● Task data
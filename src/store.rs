//! Artifact storage layout.
//!
//! All fitted artifacts live flat in one directory: `<model_name>.bin` per
//! model plus `preprocessor.bin`. The store only computes paths and lists
//! files; reading and decoding artifacts is the registry's job.

use std::io;
use std::path::{Path, PathBuf};

/// File stem of the fitted preprocessor artifact.
pub const PREPROCESSOR_ARTIFACT: &str = "preprocessor";

const ARTIFACT_EXT: &str = "bin";

/// Handle to the directory holding trained artifacts.
#[derive(Debug, Clone)]
pub struct ArtifactStore {
    root: PathBuf,
}

impl ArtifactStore {
    pub fn new<P: Into<PathBuf>>(root: P) -> Self {
        Self { root: root.into() }
    }

    pub fn root(&self) -> &Path {
        &self.root
    }

    /// Path of a model artifact, fitted or not.
    pub fn model_path(&self, name: &str) -> PathBuf {
        self.root.join(format!("{}.{}", name, ARTIFACT_EXT))
    }

    /// Path of the fitted preprocessor artifact.
    pub fn preprocessor_path(&self) -> PathBuf {
        self.model_path(PREPROCESSOR_ARTIFACT)
    }

    /// Ensure the artifact directory exists.
    pub fn ensure_dir(&self) -> io::Result<()> {
        std::fs::create_dir_all(&self.root)
    }

    /// Sorted stems of the model artifacts present on disk, with the
    /// preprocessor filtered out. A missing artifact directory lists as
    /// empty, the same as a directory with no artifacts yet.
    pub fn list_models(&self) -> io::Result<Vec<String>> {
        let entries = match std::fs::read_dir(&self.root) {
            Ok(entries) => entries,
            Err(err) if err.kind() == io::ErrorKind::NotFound => return Ok(Vec::new()),
            Err(err) => return Err(err),
        };

        let mut names = Vec::new();
        for entry in entries {
            let path = entry?.path();
            if path.extension().and_then(|e| e.to_str()) != Some(ARTIFACT_EXT) {
                continue;
            }
            if let Some(stem) = path.file_stem().and_then(|s| s.to_str()) {
                if stem != PREPROCESSOR_ARTIFACT {
                    names.push(stem.to_string());
                }
            }
        }
        names.sort();
        Ok(names)
    }
}

#[cfg(test)]
mod tests {
    use super::*;

    #[test]
    fn test_model_path_layout() {
        let store = ArtifactStore::new("/tmp/artifacts");
        assert_eq!(
            store.model_path("gradient_boosting"),
            PathBuf::from("/tmp/artifacts/gradient_boosting.bin")
        );
        assert_eq!(
            store.preprocessor_path(),
            PathBuf::from("/tmp/artifacts/preprocessor.bin")
        );
    }

    #[test]
    fn test_list_models_filters_preprocessor_and_sorts() {
        let dir = tempfile::tempdir().unwrap();
        let store = ArtifactStore::new(dir.path());
        for name in ["random_forest", "linear_regression", PREPROCESSOR_ARTIFACT] {
            std::fs::write(store.model_path(name), b"x").unwrap();
        }
        std::fs::write(dir.path().join("notes.txt"), b"x").unwrap();

        let models = store.list_models().unwrap();
        assert_eq!(models, vec!["linear_regression", "random_forest"]);
    }

    #[test]
    fn test_list_models_missing_dir_is_empty() {
        let dir = tempfile::tempdir().unwrap();
        let store = ArtifactStore::new(dir.path().join("never_trained"));
        assert_eq!(store.list_models().unwrap(), Vec::<String>::new());
    }
}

● The task
Every line of the material must be returned exactly as it appears.

● Response to the task
filename src/store.rs
//! Artifact storage layout.
//!
//! All fitted artifacts live flat in one directory: `<model_name>.bin` per
//! model plus `preprocessor.bin`. The store only computes paths and lists
//! files; reading and decoding artifacts is the registry's job.

use std::io;
use std::path::{Path, PathBuf};

/// File stem of the fitted preprocessor artifact.
pub const PREPROCESSOR_ARTIFACT: &str = "preprocessor";

const ARTIFACT_EXT: &str = "bin";

/// Handle to the directory holding trained artifacts.
#[derive(Debug, Clone)]
pub struct ArtifactStore {
    root: PathBuf,
}

impl ArtifactStore {
    pub fn new<P: Into<PathBuf>>(root: P) -> Self {
        Self { root: root.into() }
    }

    pub fn root(&self) -> &Path {
        &self.root
    }

    /// Path of a model artifact, fitted or not.
    pub fn model_path(&self, name: &str) -> PathBuf {
        self.root.join(format!("{}.{}", name, ARTIFACT_EXT))
    }

    /// Path of the fitted preprocessor artifact.
    pub fn preprocessor_path(&self) -> PathBuf {
        self.model_path(PREPROCESSOR_ARTIFACT)
    }

    /// Ensure the artifact directory exists.
    pub fn ensure_dir(&self) -> io::Result<()> {
        std::fs::create_dir_all(&self.root)
    }

    /// Sorted stems of the model artifacts present on disk, with the
    /// preprocessor filtered out. A missing artifact directory lists as
    /// empty, the same as a directory with no artifacts yet.
    pub fn list_models(&self) -> io::Result<Vec<String>> {
        let entries = match std::fs::read_dir(&self.root) {
            Ok(entries) => entries,
            Err(err) if err.kind() == io::ErrorKind::NotFound => return Ok(Vec::new()),
            Err(err) => return Err(err),
        };

        let mut names = Vec::new();
        for entry in entries {
            let path = entry?.path();
            if path.extension().and_then(|e| e.to_str()) != Some(ARTIFACT_EXT) {
                continue;
            }
            if let Some(stem) = path.file_stem().and_then(|s| s.to_str()) {
                if stem != PREPROCESSOR_ARTIFACT {
                    names.push(stem.to_string());
                }
            }
        }
        names.sort();
        Ok(names)
    }
}

#[cfg(test)]
mod tests {
    use super::*;

    #[test]
    fn test_model_path_layout() {
        let store = ArtifactStore::new("/tmp/artifacts");
        assert_eq!(
            store.model_path("gradient_boosting"),
            PathBuf::from("/tmp/artifacts/gradient_boosting.bin")
        );
        assert_eq!(
            store.preprocessor_path(),
            PathBuf::from("/tmp/artifacts/preprocessor.bin")
        );
    }

    #[test]
    fn test_list_models_filters_preprocessor_and_sorts() {
        let dir = tempfile::tempdir().unwrap();
        let store = ArtifactStore::new(dir.path());
        for name in ["random_forest", "linear_regression", PREPROCESSOR_ARTIFACT] {
            std::fs::write(store.model_path(name), b"x").unwrap();
        }
        std::fs::write(dir.path().join("notes.txt"), b"x").unwrap();

        let models = store.list_models().unwrap();
        assert_eq!(models, vec!["linear_regression", "random_forest"]);
    }

    #[test]
    fn test_list_models_missing_dir_is_empty() {
        let dir = tempfile::tempdir().unwrap();
        let store = ArtifactStore::new(dir.path().join("never_trained"));
        assert_eq!(store.list_models().unwrap(), Vec::<String>::new());
    }
}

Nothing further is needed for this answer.